The above present layer is in an example an in a perpendicular growth direction monocrystalline layer. In a further example it may be characterized by crystalline granular elements and/or bubbles.

In an example of the present MEMS at least one piezoelectric layer has an intrinsic electrical polarity, preferably all piezoelectric layer have an intrinsic electrical polarity, wherein the polarity is larger than 20 V/μm, preferably larger than 50 V/μm, more preferably larger than 100 V/μm, such as 200-1000 V/μm. The present polarity is typically parallel to a growth direction. Therewith for instance linear behavior between applied electrical field and change in dimension(s) of the piezoelectric layer is provided, contrary to prior art layers without or with at the most a limited intrinsic polarity. The intrinsic polarity is preferably at least as large as an external electrical field to be applied, more preferably significantly larger, in view of the above.

In a second aspect the present invention relates to a portable ultrasound device. The present device comprises at least one ultrasound transducer, the transducer comprising at least one MEMS, the MEMS comprising at least one piezoelectric element, and a cavity or an ultrasound absorbing or reflecting (multi)layer. Therewith ultrasound can be provided at a sufficient intensity.

The portable device is a small device, to be carried by a single person, to be applied e.g. to a person, etc.
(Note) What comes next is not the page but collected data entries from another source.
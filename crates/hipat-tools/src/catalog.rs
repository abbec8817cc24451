use crate::share::LaunchMode;
use hipat_types::prelude::MentorId;
use serde::{Deserialize, Serialize};
use std::collections::HashMap;

#[derive(Clone, Debug, PartialEq, Eq, Hash, Serialize, Deserialize)]
pub struct ToolId(pub String);

/// Per-mentor URL replacements for a catalog tool. `None` means the
/// catalog default applies.
#[derive(Clone, Debug, Default, PartialEq, Serialize, Deserialize)]
pub struct ToolUrlOverride {
    #[serde(default)]
    pub live_url: Option<String>,
    #[serde(default)]
    pub self_service_url: Option<String>,
}

/// One catalog entry: an embeddable third-party assessment or calculator
/// mentors run with (live) or share to (self-service) prospects.
#[derive(Clone, Debug, PartialEq, Serialize, Deserialize)]
pub struct ToolDef {
    pub id: ToolId,
    pub name: String,
    pub icon: String,
    pub color: String,
    /// Visible to mentors. System tools are deactivated, never deleted.
    pub is_active: bool,
    /// Derived: the registry recomputes this on every write from whether
    /// the live URL is usable.
    pub is_configured: bool,
    /// Mentor-added, as opposed to platform-seeded.
    pub is_custom: bool,
    pub live_url: String,
    pub self_service_url: String,
    #[serde(default)]
    pub mentor_overrides: HashMap<String, ToolUrlOverride>,
}

impl ToolDef {
    /// The raw URL that applies for this mentor and mode, before any
    /// usability check: mentor override first, catalog default second.
    pub fn url_candidate(&self, mentor: &MentorId, mode: LaunchMode) -> &str {
        let over = self.mentor_overrides.get(&mentor.0);
        match mode {
            LaunchMode::Live => over
                .and_then(|o| o.live_url.as_deref())
                .unwrap_or(&self.live_url),
            LaunchMode::SelfService => over
                .and_then(|o| o.self_service_url.as_deref())
                .unwrap_or(&self.self_service_url),
        }
    }
}

/// Platform-seeded tools. Integrators load these into a registry at boot;
/// tests use them as fixtures.
pub fn seed_catalog() -> Vec<ToolDef> {
    vec![
        ToolDef {
            id: ToolId("body-comp".into()),
            name: "Body Composition Assessment".into(),
            icon: "scale".into(),
            color: "#2F6FED".into(),
            is_active: true,
            is_configured: true,
            is_custom: false,
            live_url: "https://tools.hipat.example/body-comp".into(),
            self_service_url: "https://tools.hipat.example/body-comp/self".into(),
            mentor_overrides: HashMap::new(),
        },
        ToolDef {
            id: ToolId("macro-calc".into()),
            name: "Macro Calculator".into(),
            icon: "calculator".into(),
            color: "#15803D".into(),
            is_active: true,
            is_configured: true,
            is_custom: false,
            live_url: "https://tools.hipat.example/macro-calc".into(),
            self_service_url: "https://tools.hipat.example/macro-calc/self".into(),
            mentor_overrides: HashMap::new(),
        },
        ToolDef {
            id: ToolId("readiness-quiz".into()),
            name: "Training Readiness Quiz".into(),
            icon: "clipboard".into(),
            color: "#B45309".into(),
            is_active: true,
            is_configured: false,
            is_custom: false,
            live_url: String::new(),
            self_service_url: String::new(),
            mentor_overrides: HashMap::new(),
        },
    ]
}
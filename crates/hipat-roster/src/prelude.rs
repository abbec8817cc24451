pub use crate::errors::RosterError;
pub use crate::invite::{InviteSender, NoopInviteSender};
pub use crate::model::{Client, NewClient};
pub use crate::promotion::{PromotionDecision, PromotionFlow, PromotionOutcome};
pub use crate::roster::{ClientRoster, MemoryRoster};
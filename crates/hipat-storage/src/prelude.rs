pub use crate::errors::StorageError;
pub use crate::memory::{InMemoryRepository, MemoryDatastore};
pub use crate::model::{Entity, Page, QueryParams};
pub use crate::spi::repo::Repository;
The portable device comprises a voltage source for applying a voltage to the transducer, preferably a high voltage source, such as a source providing 20-500 V, preferably 50-250 V, such as 80 V. Likewise the present MEMS could comprise such a source. The source may also be considered as an actuator.
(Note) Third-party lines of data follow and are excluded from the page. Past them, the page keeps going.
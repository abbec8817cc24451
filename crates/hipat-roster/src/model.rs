use hipat_storage::prelude::Entity;
use hipat_submissions::prelude::SubmissionId;
use hipat_types::prelude::{ClientId, MentorId};
use serde::{Deserialize, Serialize};

/// A roster entry. Owned exclusively by the mentor who created it; there
/// is no shared mutation path.
#[derive(Clone, Debug, PartialEq, Serialize, Deserialize)]
pub struct Client {
    pub id: ClientId,
    pub mentor: MentorId,
    pub name: String,
    pub email: String,
    #[serde(default)]
    pub phone: Option<String>,
    /// The submission this client was promoted from, when there was one.
    #[serde(default)]
    pub source_submission: Option<SubmissionId>,
    pub created_at: i64,
}

impl Entity for Client {
    const TABLE: &'static str = "client";

    fn id(&self) -> &str {
        &self.id.0
    }

    fn mentor(&self) -> &MentorId {
        &self.mentor
    }
}

/// Fields for a new roster entry, before the platform mints identity and
/// timestamps.
#[derive(Clone, Debug, PartialEq, Serialize, Deserialize)]
pub struct NewClient {
    pub name: String,
    pub email: String,
    #[serde(default)]
    pub phone: Option<String>,
    #[serde(default)]
    pub source_submission: Option<SubmissionId>,
}
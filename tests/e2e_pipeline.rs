use std::sync::Arc;

use hipat::channel::prelude::*;
use hipat::observe::prelude::{MeterRegistry, NoopLogger};
use hipat::roster::prelude::*;
use hipat::storage::prelude::MemoryDatastore;
use hipat::submissions::prelude::{InMemorySubmissionStore, SubmissionStatus, SubmissionStore};
use hipat::tools::prelude::{InMemoryToolRegistry, LaunchMode, Theme, ToolId, ToolRegistry};
use hipat::types::prelude::MentorId;
use serde_json::json;

#[tokio::test(flavor = "multi_thread", worker_threads = 2)]
async fn end_to_end_pipeline_promotes_a_tool_completion() {
    let registry = Arc::new(InMemoryToolRegistry::seeded());
    let submissions = Arc::new(InMemorySubmissionStore::new());
    let datastore = MemoryDatastore::new().with_latency_ms(2);
    let roster = Arc::new(MemoryRoster::new(&datastore));
    let meter = Arc::new(MeterRegistry::default());
    let mentor = MentorId("m1".into());

    // Mentor opens the assessment in a live session.
    let mut session = ToolSession::new(
        registry.clone(),
        ToolId("body-comp".into()),
        mentor.clone(),
        "Coach Alex",
        LaunchMode::Live,
        Theme::Light,
    )
    .with_submissions(submissions.clone())
    .with_observe(meter.clone(), Arc::new(NoopLogger));

    let frame = session.open(0).await.expect("open");
    assert!(frame.src.contains("mentorId=m1"));
    assert!(frame.src.contains("callback=postMessage"));
    let frame_id = frame.id.clone();

    // The embedded tool signals ready, then resizes, then completes.
    let origin = "https://tools.hipat.example";
    session
        .handle_message(
            MessageEnvelope {
                source: frame_id.clone(),
                origin: origin.into(),
                message: ToolMessage::Ready,
            },
            900,
        )
        .await
        .expect("ready");
    assert_eq!(session.state(), ChannelState::Ready);

    session
        .handle_message(
            MessageEnvelope {
                source: frame_id.clone(),
                origin: origin.into(),
                message: ToolMessage::Resize { height: Some(2000) },
            },
            950,
        )
        .await
        .expect("resize");
    assert_eq!(session.frame().unwrap().height, 800);

    let mut results = serde_json::Map::new();
    results.insert("body_fat_pct".into(), json!(21.4));
    let outcome = session
        .handle_message(
            MessageEnvelope {
                source: frame_id.clone(),
                origin: origin.into(),
                message: ToolMessage::Complete {
                    client_data: Some(ClientData {
                        name: None,
                        email: Some("jamie@fit.example".into()),
                        phone: None,
                    }),
                    results: Some(results),
                },
            },
            1_000,
        )
        .await
        .expect("complete");

    let submission = match outcome {
        MessageOutcome::Completed(submission) => submission,
        other => panic!("unexpected outcome: {other:?}"),
    };
    assert_eq!(session.state(), ChannelState::Closed);
    assert_eq!(submission.status, SubmissionStatus::Submitted);

    // Mentor adds the prospect to the roster without sending an invite.
    let flow = PromotionFlow::new(
        roster.clone(),
        submissions.clone(),
        Arc::new(NoopInviteSender),
    );
    let promoted = flow
        .promote(
            &mentor,
            &submission.id,
            PromotionDecision {
                add_to_roster: true,
                send_invite: false,
            },
        )
        .await
        .expect("promote");

    let client = promoted.client.expect("client created");
    assert_eq!(client.name, "jamie");
    assert_eq!(promoted.submission.client_id, Some(client.id.clone()));
    assert_eq!(promoted.submission.status, SubmissionStatus::Submitted);

    // The roster and submission list agree with what the dashboard shows.
    let roster_view = roster.list(&mentor).await.expect("roster");
    assert_eq!(roster_view.len(), 1);
    assert_eq!(roster_view[0].email, "jamie@fit.example");

    let submission_view = submissions.list_for_mentor(&mentor).await.expect("list");
    assert_eq!(submission_view.len(), 1);

    // Catalog reads stay consistent for the dashboard tool grid.
    let tools = registry
        .list(&hipat::tools::prelude::ListFilter::default())
        .await
        .expect("tools");
    assert_eq!(tools.len(), 3);
}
In an example the portable device comprises a voltage splitter, for applying a voltage to an individual piezoelectric element.

The portable device comprises a means for providing electrical energy, such as an electrical energy source, and an energy converter. Examples of an electrical energy source are a battery, and a capacitor. Likewise an energy converter may be used, such as a converter that converts body warmth into electricity, movement into electricity, pressure into electricity, etc.

The portable device comprises a detector for detecting reflected ultrasound. The detector and MEMS of the device are preferably one and the same.

The present portable device can comprise an integrated scanner system of a transducer (set of transducers, an integrated series of transducers, a (series of) MEMS transducers, piezoelectric transducers integrated with the high voltage actuation circuit and/or sensing circuit and/or data processing and a battery power supply in the same package. In an example this monitoring scanner (or likewise scan head) may connect to a read out system, wired or wireless connected, for measuring and calculation of the bladder/urine volume, and communication of this value like by a display or alarm function.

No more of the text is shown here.